Title: The Treasure of Snake Island
Author: Carole P. Roman
Publisher: CreateSpace
ISBN: 978-1482390971

“There is a book in here for each one of us. Oh Alexander, give me that one. I love reading about snakes!” Hallie exclaims in Carole P. Roman’s children’s story, The Treasure of Snake Island.

Fifth in “A Captain No Beard Story” series, this thirty-eight page square paperback is targeted toward preschool to early elementary school children and readers who like pirate stories. With no profanity, scary scenes, or violence, the book would best be read to beginner readers based on some of the more complicated words and lengthy reading. The fun, colorful illustrations are easy to decipher and cover one side of the page with a nicely sized font wording on the other.

This enchanting tome involves a boy named Alexander, his cousin, Hallie, and his little sister, Cayla, who pretend they are on their pirate ship called The Flying Dragon.
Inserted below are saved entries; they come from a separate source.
//! Path downsampling into sparse waypoints.

use crate::error::{PathError, Result};

/// Stride used when no other is given.
pub const DEFAULT_SAMPLE_STEP: usize = 3;

/// Keep roughly every `step`-th element of `path`, always including the
/// first and last.
///
/// When `len % step == 1` a plain stride from index 0 already ends on the
/// last element. Otherwise the strided run starts at half the remainder
/// (a remainder of 0 counts as `step`) so that the uneven gap is split
/// between both ends, and the last element is appended explicitly.
///
/// ```
/// use waygrid_paths::sample_path;
///
/// let idx: Vec<usize> = (0..9).collect();
/// assert_eq!(sample_path(&idx, 3).unwrap(), vec![0, 1, 4, 7, 8]);
/// ```
pub fn sample_path<T: Copy>(path: &[T], step: usize) -> Result<Vec<T>> {
    if step == 0 {
        return Err(PathError::ZeroStep);
    }
    let n = path.len();
    if n <= 1 {
        return Ok(path.to_vec());
    }

    let remainder = n % step;
    if remainder == 1 {
        return Ok(path.iter().step_by(step).copied().collect());
    }

    let remainder = if remainder == 0 { step } else { remainder };
    let mut sampled = Vec::with_capacity(n / step + 2);
    sampled.push(path[0]);
    // Index 0 is already in; with step 1 the stride would start there again.
    let first = (remainder / 2).max(1);
    sampled.extend(path[..n - 1].iter().skip(first).step_by(step).copied());
    sampled.push(path[n - 1]);
    Ok(sampled)
}

/// Waypoint sampler with a fixed stride.
#[derive(Clone, Copy, Debug, PartialEq, Eq)]
pub struct PathSampler {
    step: usize,
}

impl Default for PathSampler {
    fn default() -> Self {
        Self {
            step: DEFAULT_SAMPLE_STEP,
        }
    }
}

impl PathSampler {
    /// Create a sampler, rejecting a zero stride.
    pub fn new(step: usize) -> Result<Self> {
        if step == 0 {
            return Err(PathError::ZeroStep);
        }
        Ok(Self { step })
    }

    pub fn step(&self) -> usize {
        self.step
    }

    pub fn sample<T: Copy>(&self, path: &[T]) -> Vec<T> {
        // The stride was validated on construction.
        sample_path(path, self.step).unwrap_or_default()
    }
}

#[cfg(test)]
mod tests {
    use super::*;
    use waygrid_core::Point;

    fn indices(n: usize, step: usize) -> Vec<usize> {
        let path: Vec<usize> = (0..n).collect();
        sample_path(&path, step).unwrap()
    }

    fn is_subsequence(sub: &[usize], full: &[usize]) -> bool {
        let mut it = full.iter();
        sub.iter().all(|s| it.any(|f| f == s))
    }

    #[test]
    fn remainder_one_is_a_plain_stride() {
        assert_eq!(indices(10, 3), vec![0, 3, 6, 9]);
        assert_eq!(indices(7, 3), vec![0, 3, 6]);
        assert_eq!(indices(9, 4), vec![0, 4, 8]);
    }

    #[test]
    fn zero_remainder_is_centered() {
        assert_eq!(indices(9, 3), vec![0, 1, 4, 7, 8]);
        assert_eq!(indices(6, 3), vec![0, 1, 4, 5]);
    }

    #[test]
    fn other_remainders_are_centered() {
        // n = 11, remainder 2: start at 1.
        assert_eq!(indices(11, 3), vec![0, 1, 4, 7, 10]);
        // n = 8, remainder 3 with step 5: start at 1.
        assert_eq!(indices(8, 5), vec![0, 1, 6, 7]);
        // n = 14, remainder 4 with step 5: start at 2.
        assert_eq!(indices(14, 5), vec![0, 2, 7, 12, 13]);
    }

    #[test]
    fn short_paths() {
        assert!(indices(0, 3).is_empty());
        assert_eq!(indices(1, 3), vec![0]);
        assert_eq!(indices(2, 3), vec![0, 1]);
        assert_eq!(indices(3, 3), vec![0, 1, 2]);
    }

    #[test]
    fn unit_step_keeps_everything_once() {
        assert_eq!(indices(5, 1), vec![0, 1, 2, 3, 4]);
        assert_eq!(indices(1, 1), vec![0]);
    }

    #[test]
    fn zero_step_is_rejected() {
        assert_eq!(sample_path(&[1, 2, 3], 0), Err(PathError::ZeroStep));
        assert_eq!(PathSampler::new(0), Err(PathError::ZeroStep));
    }

    #[test]
    fn endpoints_kept_and_order_preserved() {
        for n in 1..40 {
            let full: Vec<usize> = (0..n).collect();
            for step in 1..8 {
                let s = indices(n, step);
                assert_eq!(s.first(), Some(&0), "n={n} step={step}");
                assert_eq!(s.last(), Some(&(n - 1)), "n={n} step={step}");
                assert!(s.windows(2).all(|w| w[0] < w[1]), "n={n} step={step}: {s:?}");
                assert!(is_subsequence(&s, &full));
            }
        }
    }

    #[test]
    fn sampler_defaults_to_three() {
        let sampler = PathSampler::default();
        assert_eq!(sampler.step(), 3);
        let path: Vec<Point> = (0..10).map(|x| Point::new(x, 0)).collect();
        assert_eq!(
            sampler.sample(&path),
            vec![
                Point::new(0, 0),
                Point::new(3, 0),
                Point::new(6, 0),
                Point::new(9, 0)
            ]
        );
        assert_eq!(PathSampler::new(4).unwrap().sample(&path).len(), 4);
    }
}
use waygrid_core::Point;

/// Manhattan (L1) distance between two points.
#[inline]
pub fn manhattan(a: Point, b: Point) -> i32 {
    (a.x - b.x).abs() + (a.y - b.y).abs()
}

/// Chebyshev (L∞) distance between two points.
#[inline]
pub fn chebyshev(a: Point, b: Point) -> i32 {
    (a.x - b.x).abs().max((a.y - b.y).abs())
}

/// Euclidean (L2) distance between two points.
#[inline]
pub fn euclidean(a: Point, b: Point) -> f64 {
    let (dx, dy) = (f64::from(a.x - b.x), f64::from(a.y - b.y));
    (dx * dx + dy * dy).sqrt()
}
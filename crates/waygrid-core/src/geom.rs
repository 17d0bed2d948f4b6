//! Geometry primitives: [`Point`] and [`Range`].
//!
//! A [`Point`] addresses one grid cell. `x` is the column and `y` the row,
//! so a cell written `(row, col)` is `Point::new(col, row)`.

use std::fmt;
use std::ops::{Add, Mul, Neg, Sub};

// ---------------------------------------------------------------------------
// Point
// ---------------------------------------------------------------------------

/// A 2D integer point. X grows right (columns), Y grows down (rows).
#[derive(Copy, Clone, Debug, Default, PartialEq, Eq, Hash)]
#[cfg_attr(feature = "serde", derive(serde::Serialize, serde::Deserialize))]
pub struct Point {
    pub x: i32,
    pub y: i32,
}

impl Point {
    /// Origin (0, 0).
    pub const ZERO: Self = Self { x: 0, y: 0 };

    /// Create a new point.
    #[inline]
    pub const fn new(x: i32, y: i32) -> Self {
        Self { x, y }
    }

    /// Return a point shifted by (dx, dy).
    #[inline]
    pub const fn shift(self, dx: i32, dy: i32) -> Self {
        Self {
            x: self.x + dx,
            y: self.y + dy,
        }
    }

    /// Whether the point is inside the half-open range.
    #[inline]
    pub fn in_range(self, r: &Range) -> bool {
        r.contains(self)
    }

    /// Whether `other` is one of the eight cells surrounding `self`.
    #[inline]
    pub fn is_adjacent_8(self, other: Point) -> bool {
        let d = other - self;
        d != Point::ZERO && d.x.abs() <= 1 && d.y.abs() <= 1
    }
}

impl PartialOrd for Point {
    fn partial_cmp(&self, other: &Self) -> Option<std::cmp::Ordering> {
        Some(self.cmp(other))
    }
}

impl Ord for Point {
    fn cmp(&self, other: &Self) -> std::cmp::Ordering {
        self.y.cmp(&other.y).then(self.x.cmp(&other.x))
    }
}

impl fmt::Display for Point {
    fn fmt(&self, f: &mut fmt::Formatter<'_>) -> fmt::Result {
        write!(f, "({}, {})", self.x, self.y)
    }
}

impl Add for Point {
    type Output = Self;
    #[inline]
    fn add(self, rhs: Self) -> Self {
        Self::new(self.x + rhs.x, self.y + rhs.y)
    }
}

impl Sub for Point {
    type Output = Self;
    #[inline]
    fn sub(self, rhs: Self) -> Self {
        Self::new(self.x - rhs.x, self.y - rhs.y)
    }
}

impl Mul<i32> for Point {
    type Output = Self;
    #[inline]
    fn mul(self, rhs: i32) -> Self {
        Self::new(self.x * rhs, self.y * rhs)
    }
}

impl Neg for Point {
    type Output = Self;
    #[inline]
    fn neg(self) -> Self {
        Self::new(-self.x, -self.y)
    }
}

impl From<(i32, i32)> for Point {
    fn from((x, y): (i32, i32)) -> Self {
        Self::new(x, y)
    }
}

// ---------------------------------------------------------------------------
// Range
// ---------------------------------------------------------------------------

/// A half-open rectangle \[min, max). `min` is inclusive, `max` is exclusive.
#[derive(Copy, Clone, Debug, Default, PartialEq, Eq, Hash)]
#[cfg_attr(feature = "serde", derive(serde::Serialize, serde::Deserialize))]
pub struct Range {
    pub min: Point,
    pub max: Point,
}

impl Range {
    /// Create a new range from two corners and auto-canonicalize so that
    /// `min` ≤ `max` on each axis.
    #[inline]
    pub fn new(x0: i32, y0: i32, x1: i32, y1: i32) -> Self {
        Self {
            min: Point::new(x0.min(x1), y0.min(y1)),
            max: Point::new(x0.max(x1), y0.max(y1)),
        }
    }

    /// Size as a `Point` (width = max.x - min.x, height = max.y - min.y).
    #[inline]
    pub fn size(self) -> Point {
        Point::new(self.max.x - self.min.x, self.max.y - self.min.y)
    }

    /// Width of the range.
    #[inline]
    pub fn width(self) -> i32 {
        self.max.x - self.min.x
    }

    /// Height of the range.
    #[inline]
    pub fn height(self) -> i32 {
        self.max.y - self.min.y
    }

    /// Total number of cells in the range.
    #[inline]
    pub fn len(self) -> usize {
        if self.is_empty() {
            return 0;
        }
        (self.width() as usize) * (self.height() as usize)
    }

    /// Whether the range has zero or negative area.
    #[inline]
    pub fn is_empty(self) -> bool {
        self.min.x >= self.max.x || self.min.y >= self.max.y
    }

    /// Whether `p` is inside the half-open range.
    #[inline]
    pub fn contains(self, p: Point) -> bool {
        p.x >= self.min.x && p.x < self.max.x && p.y >= self.min.y && p.y < self.max.y
    }

    /// Row-major iterator over every point in the range.
    #[inline]
    pub fn iter(self) -> RangeIter {
        RangeIter {
            range: self,
            cur: self.min,
        }
    }
}

impl IntoIterator for Range {
    type Item = Point;
    type IntoIter = RangeIter;
    #[inline]
    fn into_iter(self) -> RangeIter {
        self.iter()
    }
}

impl fmt::Display for Range {
    fn fmt(&self, f: &mut fmt::Formatter<'_>) -> fmt::Result {
        write!(f, "[{}-{})", self.min, self.max)
    }
}

// ---------------------------------------------------------------------------
// RangeIter
// ---------------------------------------------------------------------------

/// Row-major iterator over the points in a [`Range`].
#[derive(Clone, Debug)]
pub struct RangeIter {
    range: Range,
    cur: Point,
}

impl Iterator for RangeIter {
    type Item = Point;

    #[inline]
    fn next(&mut self) -> Option<Point> {
        if self.cur.y >= self.range.max.y || self.range.is_empty() {
            return None;
        }
        let p = self.cur;
        self.cur.x += 1;
        if self.cur.x >= self.range.max.x {
            self.cur.x = self.range.min.x;
            self.cur.y += 1;
        }
        Some(p)
    }

    #[inline]
    fn size_hint(&self) -> (usize, Option<usize>) {
        if self.range.is_empty() || self.cur.y >= self.range.max.y {
            return (0, Some(0));
        }
        let w = self.range.width() as usize;
        let remaining_in_row = (self.range.max.x - self.cur.x) as usize;
        let remaining_rows = (self.range.max.y - self.cur.y - 1) as usize;
        let total = remaining_in_row + remaining_rows * w;
        (total, Some(total))
    }
}

impl ExactSizeIterator for RangeIter {}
In this adventure, the crew notices the beautiful sunrise when Polly the parrot mentions the saying, “Red skies at night, sailors delight; red skies at morning, sailors take warning.” Hearing the rhyme, a few of them become frightened of a possible storm that eventually blows over.

Wondering where the saying comes from, Mongo the monkey, Fribbet the frog, and the others are told by Polly that she learned it by reading books. The bird explains books are wonderful, containing information on almost any topic, even snakes that Hallie does not like.

Captain No Beard, aka Alexander, switches the subject by telling the crew there is buried treasure at nearby Snake Island. Using a map, he sails the ship to the island and the pirates disembark. All pitch in and dig where “X” marks the spot to uncover a trunk. When the chest is opened, Alexander, Hallie, and Cayla are transported back to his bedroom, finding inside a plethora of books for each of them.

Charming and entertaining, the book offers a fantasy of fun while teaching teamwork, friendship, and cooperation along with learning a few nautical terms. Children will enjoy looking at the colorful, expressive designs as they experience the value of reading books.

Thanks to the author for furnishing this book in exchange for a review based on the reader’s honest opinion.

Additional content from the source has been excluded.